(PROBLEM TO WORK ON): Every line of the data must be copied exactly.

# # #

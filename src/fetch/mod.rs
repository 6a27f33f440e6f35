// SPDX-FileCopyrightText: 2025 Semiotic AI, Inc.
//
// SPDX-License-Identifier: Apache-2.0

//! Cached retrieval of regulatory annotations by region
//!
//! [`RegionFetcher`] resolves one [`Coordinate`] at a time:
//!
//! 1. Look the canonical key up in the batch cache; a hit is returned as is
//! 2. On a miss, ask the [`RegionSource`] (one remote call, fixed timeout)
//! 3. Store a successful response in the cache, which persists it immediately
//! 4. On any failure, append a line to the [`ErrorLog`] and return `None`
//!
//! Failures never propagate: one bad region must not abort a batch.
//!
//! # Example
//!
//! ```rust,ignore
//! use regscan::{DiskCache, EnsemblClient, ErrorLog, RegionFetcher, RegscanConfig};
//!
//! let config = RegscanConfig::default();
//! let client = EnsemblClient::new(&config)?;
//! let fetcher = RegionFetcher::new(client, ErrorLog::new(&config.error_log));
//! let cache = DiskCache::open(config.cache_file_for("genes.csv")).await?;
//!
//! let coordinate = "17:7661779-7687538".parse()?;
//! if let Some(payload) = fetcher.fetch(&coordinate, &cache).await {
//!     println!("{payload}");
//! }
//! ```

use async_trait::async_trait;
use serde_json::Value;
use tracing::{debug, info, warn, Instrument};

use crate::cache::RegionCache;
use crate::errors::FetchError;
use crate::spans;
use crate::types::coordinate::Coordinate;

mod ensembl;
mod error_log;

pub use ensembl::EnsemblClient;
pub use error_log::ErrorLog;

/// Remote source of region annotations
///
/// The production implementation is [`EnsemblClient`]; tests plug in mocks.
#[async_trait]
pub trait RegionSource: Send + Sync {
    /// Fetches the annotation payload for a region
    ///
    /// Returns the decoded response body. Transport failures, non-2xx
    /// responses and undecodable bodies are errors.
    async fn fetch_region(&self, coordinate: &Coordinate) -> Result<Value, FetchError>;

    /// Returns a human-readable name for this source
    fn name(&self) -> &'static str {
        "RegionSource"
    }
}

/// Resolves regions through a cache, falling back to a [`RegionSource`]
#[derive(Debug)]
pub struct RegionFetcher<S> {
    source: S,
    error_log: ErrorLog,
}

impl<S: RegionSource> RegionFetcher<S> {
    pub fn new(source: S, error_log: ErrorLog) -> Self {
        Self { source, error_log }
    }

    pub fn source(&self) -> &S {
        &self.source
    }

    pub fn error_log(&self) -> &ErrorLog {
        &self.error_log
    }

    /// Returns the annotation payload for `coordinate`, or `None` if it could not be fetched
    ///
    /// A cached payload is returned without contacting the source. A payload
    /// fetched from the source is inserted into `cache` before returning; if
    /// persisting it fails the payload is still returned. A failed lookup is
    /// recorded in the error log and leaves the cache untouched.
    pub async fn fetch(&self, coordinate: &Coordinate, cache: &dyn RegionCache) -> Option<Value> {
        let span = spans::fetch_region(coordinate, cache.name());

        async move {
            if let Some(payload) = cache.get(coordinate).await {
                debug!(region = %coordinate, "Loading cached regulatory features");
                return Some(payload);
            }

            info!(
                region = %coordinate,
                source = self.source.name(),
                "Fetching regulatory features"
            );

            match self.source.fetch_region(coordinate).await {
                Ok(payload) => {
                    if let Err(e) = cache.insert(coordinate, payload.clone()).await {
                        warn!(
                            region = %coordinate,
                            error = %e,
                            "Failed to persist cached response"
                        );
                    }
                    Some(payload)
                }
                Err(e) => {
                    warn!(region = %coordinate, error = %e, "Failed request");
                    self.record_failure(coordinate, &e).await;
                    None
                }
            }
        }
        .instrument(span)
        .await
    }

    async fn record_failure(&self, coordinate: &Coordinate, error: &FetchError) {
        let key = coordinate.cache_key();
        if let Err(e) = self.error_log.record(&key, &error.to_string()).await {
            warn!(
                path = %self.error_log.path().display(),
                error = %e,
                "Failed to append to error log"
            );
        }
    }
}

# # #

(OUTPUT OF THE TASK):
filename src/fetch/mod.rs
repository 6a27f33f440e6f35
// SPDX-FileCopyrightText: 2025 Semiotic AI, Inc.
//
// SPDX-License-Identifier: Apache-2.0

//! Cached retrieval of regulatory annotations by region
//!
//! [`RegionFetcher`] resolves one [`Coordinate`] at a time:
//!
//! 1. Look the canonical key up in the batch cache; a hit is returned as is
//! 2. On a miss, ask the [`RegionSource`] (one remote call, fixed timeout)
//! 3. Store a successful response in the cache, which persists it immediately
//! 4. On any failure, append a line to the [`ErrorLog`] and return `None`
//!
//! Failures never propagate: one bad region must not abort a batch.
//!
//! # Example
//!
//! ```rust,ignore
//! use regscan::{DiskCache, EnsemblClient, ErrorLog, RegionFetcher, RegscanConfig};
//!
//! let config = RegscanConfig::default();
//! let client = EnsemblClient::new(&config)?;
//! let fetcher = RegionFetcher::new(client, ErrorLog::new(&config.error_log));
//! let cache = DiskCache::open(config.cache_file_for("genes.csv")).await?;
//!
//! let coordinate = "17:7661779-7687538".parse()?;
//! if let Some(payload) = fetcher.fetch(&coordinate, &cache).await {
//!     println!("{payload}");
//! }
//! ```

use async_trait::async_trait;
use serde_json::Value;
use tracing::{debug, info, warn, Instrument};

use crate::cache::RegionCache;
use crate::errors::FetchError;
use crate::spans;
use crate::types::coordinate::Coordinate;

mod ensembl;
mod error_log;

pub use ensembl::EnsemblClient;
pub use error_log::ErrorLog;

/// Remote source of region annotations
///
/// The production implementation is [`EnsemblClient`]; tests plug in mocks.
#[async_trait]
pub trait RegionSource: Send + Sync {
    /// Fetches the annotation payload for a region
    ///
    /// Returns the decoded response body. Transport failures, non-2xx
    /// responses and undecodable bodies are errors.
    async fn fetch_region(&self, coordinate: &Coordinate) -> Result<Value, FetchError>;

    /// Returns a human-readable name for this source
    fn name(&self) -> &'static str {
        "RegionSource"
    }
}

/// Resolves regions through a cache, falling back to a [`RegionSource`]
#[derive(Debug)]
pub struct RegionFetcher<S> {
    source: S,
    error_log: ErrorLog,
}

impl<S: RegionSource> RegionFetcher<S> {
    pub fn new(source: S, error_log: ErrorLog) -> Self {
        Self { source, error_log }
    }

    pub fn source(&self) -> &S {
        &self.source
    }

    pub fn error_log(&self) -> &ErrorLog {
        &self.error_log
    }

    /// Returns the annotation payload for `coordinate`, or `None` if it could not be fetched
    ///
    /// A cached payload is returned without contacting the source. A payload
    /// fetched from the source is inserted into `cache` before returning; if
    /// persisting it fails the payload is still returned. A failed lookup is
    /// recorded in the error log and leaves the cache untouched.
    pub async fn fetch(&self, coordinate: &Coordinate, cache: &dyn RegionCache) -> Option<Value> {
        let span = spans::fetch_region(coordinate, cache.name());

        async move {
            if let Some(payload) = cache.get(coordinate).await {
                debug!(region = %coordinate, "Loading cached regulatory features");
                return Some(payload);
            }

            info!(
                region = %coordinate,
                source = self.source.name(),
                "Fetching regulatory features"
            );

            match self.source.fetch_region(coordinate).await {
                Ok(payload) => {
                    if let Err(e) = cache.insert(coordinate, payload.clone()).await {
                        warn!(
                            region = %coordinate,
                            error = %e,
                            "Failed to persist cached response"
                        );
                    }
                    Some(payload)
                }
                Err(e) => {
                    warn!(region = %coordinate, error = %e, "Failed request");
                    self.record_failure(coordinate, &e).await;
                    None
                }
            }
        }
        .instrument(span)
        .await
    }

    async fn record_failure(&self, coordinate: &Coordinate, error: &FetchError) {
        let key = coordinate.cache_key();
        if let Err(e) = self.error_log.record(&key, &error.to_string()).await {
            warn!(
                path = %self.error_log.path().display(),
                error = %e,
                "Failed to append to error log"
            );
        }
    }
}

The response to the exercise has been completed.